Several reasons have been advanced for President Muhammed Buhari’s frequent foreign trips, the motives, which according to his aides far surpass the attendant criticisms that have greeted such voyage.
On the side of those who manage his image and spokesperson for the government, Garba Shehu and Alhaji Lai Mohammed respectively, Buhari’s foreign trips are well intended and for the good of the country.
But his critics say nothing has being gained. This school of thought argues that the frequent trips are to re-launch the President back to global reckoning. According to a recent report in a national daily, on ‘why Buhari globetrots’, it noted that the President may have to travel more in 2016 to enable him fully fit into modern day governance. The report further explained, but for his recent junketing across the globe, Buhari would have found it extremely difficult to cope with daunting challenges which present day leadership offer and that he would not have been at par with his contemporaries on certain global issues.
Another group argues that there are enormous responsibilities as President of Nigeria, which he is jettisoning. According to the argument, out of over 183 days in office, he has spent 43 outside Nigeria, a development which places him more or less as a visiting president.
Further, explaining why the President has been jetting round the world since he assumed office in May, Garba Shehu, said that President Buhari was setting up infrastructure, both at home and abroad, pointing out that the change mantra of the administration was being manifested in the countries he visits.
Shehu further added that in public diplomacy, face-to-face interactions as the frequent trips have recommended, is better conducted rather than through third parties. This is even more so at the level of heads of state, he said. According to him, interfacing through proxies was to say the least, ignore the outcome of nurturing strong interpersonal relations between leaders, through which nations benefit.
Similarly, Minister of Information and Culture, Alhaji Lai Mohammed, while also justifying the many foreign trips, said that such visits by Mr. President are critical to the implementation of his administration’s key policies of enhancing security, jump-starting the economy, creating jobs and fighting corruption. Alhaji Mohammed argued that all the trips have started yielding fruits in terms of turning the tide in the fight against the insurgents, attracting investments in the range of billions of dollars, and securing global support for the administration’s anti-corruption fight.
But he was quick to fault critics. According to him, “Nigerians, whether in the ruling or the opposition parties, have a right to ask questions about the activities of their President, but it is absolutely important that they do so from an informed, rather than partisan or sensational, standpoint,” he said.
Indeed at the last count, from May this year, the President has thus far visited Germany, South Africa, USA, Niger, Tchad, Cameroon, Benin, Ghana, South Africa, India, Iran and Malta. The trip came as a result of the United Nations, EU, African Union or energy and security-related summits. They were mostly undertaken to attend specific meetings and not ‘State Visits’.

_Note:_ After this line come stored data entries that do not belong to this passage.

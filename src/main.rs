use anyhow::Result;

#[tokio::main]
async fn main() -> Result<()> {
    hidebox_cli::cli::app::run().await
}
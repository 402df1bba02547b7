use super::env::CliArgs;
use super::info::{cmd_info, cmd_stats};
use super::inspect::{cmd_apply, cmd_inspect};
use super::rules::cmd_rules;
use super::snooze::cmd_snooze;
use super::transfer::{cmd_export, cmd_import};
use crate::cli::commands::Commands;
use crate::cli::context::CliContext;
use anyhow::Result;

pub async fn dispatch(cli: &CliArgs, ctx: &CliContext) -> Result<()> {
    let output = cli.output.clone();
    match cli.command.clone() {
        Commands::Rules(args) => cmd_rules(args, ctx, output).await,
        Commands::Snooze(args) => cmd_snooze(args, ctx, output).await,
        Commands::Export(args) => cmd_export(args, ctx).await,
        Commands::Import(args) => cmd_import(args, ctx, output).await,
        Commands::Inspect(args) => cmd_inspect(args, output).await,
        Commands::Apply(args) => cmd_apply(args, ctx, output).await,
        Commands::Stats(args) => cmd_stats(args, ctx, output).await,
        Commands::Info => cmd_info(ctx).await,
    }
}
use std::time::{Duration, UNIX_EPOCH};

use anyhow::Result;
use clap::Args;
use humantime::format_rfc3339;

use super::context::CliContext;
use super::output::{print_json, OutputFormat};

#[derive(Args, Clone, Debug)]
pub struct StatsArgs {
    #[arg(long)]
    pub domain: String,
}

pub async fn cmd_stats(args: StatsArgs, ctx: &CliContext, output: OutputFormat) -> Result<()> {
    let repo = ctx.repository().await?;
    let stats = repo.domain_stats(&args.domain).await?;
    if output.is_json() {
        return print_json(&stats);
    }

    println!("Domain: {}", stats.domain);
    println!(
        "Rules: {} ({} enabled)",
        stats.rules_count, stats.enabled_rules_count
    );
    if let Some(apply) = stats.apply_to_subdomains {
        println!("Applies to subdomains: {}", if apply { "yes" } else { "no" });
    }
    if let Some(updated_at) = stats.updated_at.filter(|at| *at > 0) {
        let when = UNIX_EPOCH + Duration::from_millis(updated_at as u64);
        println!("Updated: {}", format_rfc3339(when));
    }
    Ok(())
}

pub async fn cmd_info(ctx: &CliContext) -> Result<()> {
    let config = ctx.config();
    let repo = ctx.repository().await?;
    let domains = repo.domains().await?;
    let snoozes = repo.snoozes().await?;
    let settings = repo.settings().await?;
    let total_rules: usize = domains.values().map(|entry| entry.rules.len()).sum();

    println!("HideBox System Information");
    println!("==========================");
    println!("Version: {}", env!("CARGO_PKG_VERSION"));
    println!("Build Date: {}", env!("BUILD_DATE"));
    println!("Git Commit: {}", env!("GIT_HASH"));
    println!();

    println!("Configuration:");
    println!("- Config File: {}", ctx.config_path().display());
    println!("- Store: {}", config.store_path.display());
    println!(
        "- Debounce: {}",
        humantime::format_duration(config.debounce())
    );
    println!("- Default Snooze: {} minutes", config.default_snooze_minutes);
    println!();

    println!("Storage:");
    println!("- Domains: {}", domains.len());
    println!("- Rules: {}", total_rules);
    println!("- Snoozed Domains: {}", snoozes.len());
    println!("- Settings Version: {}", settings.version);
    println!(
        "- Auto Apply Rules: {}",
        if settings.auto_apply_rules {
            "enabled"
        } else {
            "disabled"
        }
    );

    Ok(())
}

The international assignments are seen as unavoidable trips for the President. For instance in the opinion of Mr Shehu, What would Nigerians say of their leader when they see the array of world leaders assemble, and their own President is missing from the table? Certainly, we agree with the president’s spokesman even as we have weighed both sides of the arguments and unequivocally urged Mr. President to give more attention to urgent domestic issues while also being very active in global politics and international diplomacy. After all Nigeria cannot be an isolated case in the manner we are perceived globally, we need other countries in the manner they too need us.
Though the clouds are really piling up in the country, fears are increasing daily over insurgency, armed banditry, highway and bank robberies, kidnapping, array of inconclusive elections, which a President is required to address. Yet, no matter how competent those who head the security agencies and other critical government establishments are, the child is more at home when the father is visible. We cry our hearts outs when Boko Haram is becoming more daring, sacking barracks and kidnapping girls close to the army chief’s village.
The All Progressives Congress, APC in Kogi State is in disarray, election in Bayelsa State is inconclusive and pro-Biafra activists are unrelenting in their protest. These are sensitive national challenges that the President must not be seen to ignore. The Pro-Biafra agitation is gradually turning violent; therefore, the President should intervene.
While we acknowledge the economic and political merits of foreign visits, it should be done with a sense of nationalism and not frivolity. By now, we expect terrorism to be ending in few weeks as it was promised, the paths to economic revival and job creation, critically engaged by experts and the government’s economic team or cabinet members ahead of the 2016 budget presentation, which is the first money bill of this change administration.
Whereas we are not against foreign trips that will add value to governance and make this administration succeed, but we abhor any act that could undermine in-house challenges that require the President’s immediate attention if he were at home to deal decisively with such.